日本では、「この平和な国にいながらにして、なぜ傭兵を志すのか?」「わざわざ命を失う可能性の高い仕事をするのはなぜか?」という問いは、おそらく誰もが思うところでしょう。

しかし、それには傭兵の数だけ答えがあります。

ひとつだけいえるのは、傭兵を長く続けている人は自分の信念を持ってやっているということです。

世界平和は誰もが望むところですが、残念ながらこの先も、世界中で紛争や戦争がまったくのゼロになることは考えにくく、一定数の傭兵の需要はあるでしょう。

戦うことに自分なりの意義を見出した傭兵自身も、「必要とされる場がある限り戦う」という覚悟とプライドを持って戦争へ向かい、ひとつの仕事が終わるとしばしの休息を経て、また次の戦場へと向かっていきます。

傭兵の将来性

日本人の傭兵は、「元自衛官」という人が少なくありません。

傭兵を目指すとなれば厳しい訓練や筋力トレーニングによって心身を鍛え上げ、そこから傭兵のネットワークを使ったり、自分で情報を探して仕事を見つけていくことになります。

傭兵を必要とする場所は、世界に目を向ければ多くありますから、あとは本気で目指す覚悟と準備ができているかどうかです。

しかし、いくら覚悟を持って傭兵になったとしても、その大半は数年以内に戦死するか、耐え切れずに脱落という道を辿ります。

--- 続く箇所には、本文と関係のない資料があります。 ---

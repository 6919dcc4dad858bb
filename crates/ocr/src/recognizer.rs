use std::sync::{mpsc, Arc};
use std::time::Duration;

use image::DynamicImage;
use thiserror::Error;

use crate::types::OcrOutput;

#[derive(Debug, Error)]
pub enum OcrError {
    #[error("Image decode error: {0}")]
    ImageDecode(String),
    #[error("OCR engine error: {0}")]
    Engine(String),
    #[error("OCR call timed out after {0:?}")]
    Timeout(Duration),
    #[error("Tesseract not available; build with the `tesseract` feature")]
    NotAvailable,
}

/// Abstraction over an OCR engine.
///
/// `recognize` is used to score orientation candidates and must report
/// per-token confidences; `recognize_text` is the plain text pass run on the
/// chosen image.
pub trait OcrBackend: Send + Sync {
    fn recognize(&self, image: &DynamicImage) -> Result<OcrOutput, OcrError>;

    fn recognize_text(&self, image: &DynamicImage) -> Result<String, OcrError> {
        self.recognize(image).map(|out| out.text)
    }
}

impl<R: OcrBackend + ?Sized> OcrBackend for Box<R> {
    fn recognize(&self, image: &DynamicImage) -> Result<OcrOutput, OcrError> {
        (**self).recognize(image)
    }

    fn recognize_text(&self, image: &DynamicImage) -> Result<String, OcrError> {
        (**self).recognize_text(image)
    }
}

impl<R: OcrBackend + ?Sized> OcrBackend for Arc<R> {
    fn recognize(&self, image: &DynamicImage) -> Result<OcrOutput, OcrError> {
        (**self).recognize(image)
    }

    fn recognize_text(&self, image: &DynamicImage) -> Result<String, OcrError> {
        (**self).recognize_text(image)
    }
}

// ── Mock backend (always available, used for tests) ───────────────────────────

/// Returns pre-set text and confidences regardless of the image.
pub struct MockRecognizer {
    pub text: String,
    pub token_confidences: Vec<i32>,
}

impl MockRecognizer {
    pub fn new(text: impl Into<String>) -> Self {
        let text = text.into();
        let token_confidences = text.split_whitespace().map(|_| 90).collect();
        Self { text, token_confidences }
    }

    pub fn with_confidences(mut self, token_confidences: Vec<i32>) -> Self {
        self.token_confidences = token_confidences;
        self
    }
}

impl OcrBackend for MockRecognizer {
    fn recognize(&self, _image: &DynamicImage) -> Result<OcrOutput, OcrError> {
        Ok(OcrOutput {
            text: self.text.clone(),
            token_confidences: self.token_confidences.clone(),
        })
    }
}

// ── Per-call deadline ─────────────────────────────────────────────────────────

/// Bounds every call on the wrapped backend.
///
/// The engine call runs on its own thread; on timeout the caller gets
/// [`OcrError::Timeout`] and the thread is left to finish in the background.
pub struct TimeoutRecognizer<R> {
    inner: Arc<R>,
    timeout: Duration,
}

impl<R: OcrBackend + 'static> TimeoutRecognizer<R> {
    pub fn new(inner: R, timeout: Duration) -> Self {
        Self { inner: Arc::new(inner), timeout }
    }

    pub fn timeout(&self) -> Duration {
        self.timeout
    }

    fn run<T: Send + 'static>(
        &self,
        image: &DynamicImage,
        call: fn(&R, &DynamicImage) -> Result<T, OcrError>,
    ) -> Result<T, OcrError> {
        let (tx, rx) = mpsc::channel();
        let inner = Arc::clone(&self.inner);
        let image = image.clone();
        std::thread::Builder::new()
            .name("ocr-call".into())
            .spawn(move || {
                let _ = tx.send(call(inner.as_ref(), &image));
            })
            .map_err(|e| OcrError::Engine(format!("failed to spawn OCR thread: {e}")))?;

        match rx.recv_timeout(self.timeout) {
            Ok(result) => result,
            Err(mpsc::RecvTimeoutError::Timeout) => Err(OcrError::Timeout(self.timeout)),
            Err(mpsc::RecvTimeoutError::Disconnected) => {
                Err(OcrError::Engine("OCR thread exited without a result".into()))
            }
        }
    }
}

impl<R: OcrBackend + 'static> OcrBackend for TimeoutRecognizer<R> {
    fn recognize(&self, image: &DynamicImage) -> Result<OcrOutput, OcrError> {
        self.run(image, R::recognize)
    }

    fn recognize_text(&self, image: &DynamicImage) -> Result<String, OcrError> {
        self.run(image, R::recognize_text)
    }
}

/// Pull the `conf` column out of Tesseract's TSV output, one entry per word
/// row. Rows with an unparseable confidence are skipped.
pub fn confidences_from_tsv(tsv: &str) -> Vec<i32> {
    tsv.lines()
        .filter(|line| !line.starts_with("level"))
        .filter_map(|line| {
            let mut cols = line.split('\t');
            let level = cols.next()?;
            let conf = cols.nth(9)?;
            (level == "5").then_some(conf)
        })
        .filter_map(|conf| conf.trim().parse::<f32>().ok())
        .map(|conf| conf.round() as i32)
        .collect()
}

// ── Tesseract backend (optional, gated behind `tesseract` feature) ─────────────

#[cfg(feature = "tesseract")]
pub mod tesseract_backend {
    use super::{confidences_from_tsv, OcrBackend, OcrError};
    use crate::preprocess::encode_as_png;
    use crate::types::OcrOutput;
    use image::DynamicImage;
    use leptess::LepTess;

    pub struct TesseractRecognizer {
        data_path: Option<String>,
        lang: String,
    }

    impl TesseractRecognizer {
        pub fn new(data_path: Option<String>, lang: &str) -> Self {
            Self { data_path, lang: lang.to_string() }
        }

        fn load(&self, image: &DynamicImage) -> Result<LepTess, OcrError> {
            let png = encode_as_png(image).map_err(|e| OcrError::ImageDecode(e.to_string()))?;
            let mut lt = LepTess::new(self.data_path.as_deref(), &self.lang)
                .map_err(|e| OcrError::Engine(e.to_string()))?;
            lt.set_image_from_mem(&png)
                .map_err(|e| OcrError::ImageDecode(e.to_string()))?;
            Ok(lt)
        }
    }

    impl OcrBackend for TesseractRecognizer {
        fn recognize(&self, image: &DynamicImage) -> Result<OcrOutput, OcrError> {
            let mut lt = self.load(image)?;
            let text = lt.get_utf8_text().map_err(|e| OcrError::Engine(e.to_string()))?;
            let tsv = lt.get_tsv_text(0).map_err(|e| OcrError::Engine(e.to_string()))?;
            Ok(OcrOutput { text, token_confidences: confidences_from_tsv(&tsv) })
        }

        fn recognize_text(&self, image: &DynamicImage) -> Result<String, OcrError> {
            self.load(image)?
                .get_utf8_text()
                .map_err(|e| OcrError::Engine(e.to_string()))
        }
    }
}

#[cfg(test)]
mod tests {
    use super::*;
    use image::{GrayImage, ImageBuffer, Luma};

    fn blank() -> DynamicImage {
        let img: GrayImage = ImageBuffer::from_fn(2, 2, |_, _| Luma([255u8]));
        DynamicImage::ImageLuma8(img)
    }

    struct Slow(Duration);

    impl OcrBackend for Slow {
        fn recognize(&self, _image: &DynamicImage) -> Result<OcrOutput, OcrError> {
            std::thread::sleep(self.0);
            Ok(OcrOutput { text: "late".into(), token_confidences: vec![50] })
        }
    }

    #[test]
    fn mock_returns_preset_text() {
        let r = MockRecognizer::new("STARBUCKS\n$5.50\nVISA");
        let out = r.recognize(&blank()).unwrap();
        assert_eq!(out.text, "STARBUCKS\n$5.50\nVISA");
        assert_eq!(out.token_confidences, vec![90, 90, 90]);
        assert_eq!(r.recognize_text(&blank()).unwrap(), "STARBUCKS\n$5.50\nVISA");
    }

    #[test]
    fn mock_with_explicit_confidences() {
        let r = MockRecognizer::new("hello").with_confidences(vec![-1, 42]);
        assert_eq!(r.recognize(&blank()).unwrap().token_confidences, vec![-1, 42]);
    }

    #[test]
    fn boxed_backend_delegates() {
        let r: Box<dyn OcrBackend> = Box::new(MockRecognizer::new("boxed"));
        assert_eq!(r.recognize_text(&blank()).unwrap(), "boxed");
    }

    #[test]
    fn timeout_passes_fast_calls_through() {
        let r = TimeoutRecognizer::new(MockRecognizer::new("quick"), Duration::from_secs(5));
        assert_eq!(r.recognize(&blank()).unwrap().text, "quick");
        assert_eq!(r.recognize_text(&blank()).unwrap(), "quick");
    }

    #[test]
    fn timeout_reports_slow_calls() {
        let r = TimeoutRecognizer::new(Slow(Duration::from_millis(500)), Duration::from_millis(20));
        match r.recognize(&blank()) {
            Err(OcrError::Timeout(d)) => assert_eq!(d, Duration::from_millis(20)),
            other => panic!("expected timeout, got {other:?}"),
        }
    }

    #[test]
    fn tsv_confidences_keep_word_rows_only() {
        let tsv = "level\tpage_num\tblock_num\tpar_num\tline_num\tword_num\tleft\ttop\twidth\theight\tconf\ttext\n\
                   1\t1\t0\t0\t0\t0\t0\t0\t640\t480\t-1\t\n\
                   4\t1\t1\t1\t1\t0\t10\t10\t200\t20\t-1\t\n\
                   5\t1\t1\t1\t1\t1\t10\t10\t90\t20\t96.5\tWALMART\n\
                   5\t1\t1\t1\t1\t2\t110\t10\t90\t20\t88.1\tSUPERCENTER\n\
                   5\t1\t1\t1\t2\t1\t10\t40\t10\t20\t-1\t \n";
        assert_eq!(confidences_from_tsv(tsv), vec![97, 88, -1]);
    }
}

また、ほぼ無報酬の部隊も多いため、金銭や豊かな生活を期待して傭兵になるのは間違いだといえます。

お金がもらえなくても、死と隣り合わせの環境においても戦う意味を見出せるようでなければ、傭兵としてやっていくのは難しいでしょう。

そして、傭兵として一時的に成果を残していったとしても、体力面などの理由で長期的にこの仕事を続けるのは厳しいです。

ある程度の歳になると、最前線での戦闘行為からは退いて、訓練官になったり事務方に移ったりするケースが一般的とされています。

傭兵の今後の活躍の場

傭兵の活躍の場は、昔もいまも、そしてこの先も大きく変わることはなく、戦争・紛争のある地域です。

日本にいてはなかなか想像しにくいですが、世界には、日常的に厳しい戦いを続けている地域がたくさんあります。

正規軍を置く各国の軍隊も、時代とともに少しずつ変化が見られるので、傭兵として働ける場が多少変わってくる可能性もあります。

ただ、全般として傭兵は発展途上国での活躍が期待されることも多いので、たいていは生活環境があまり良くなく、物資も不足しているような環境で過ごすことになるでしょう。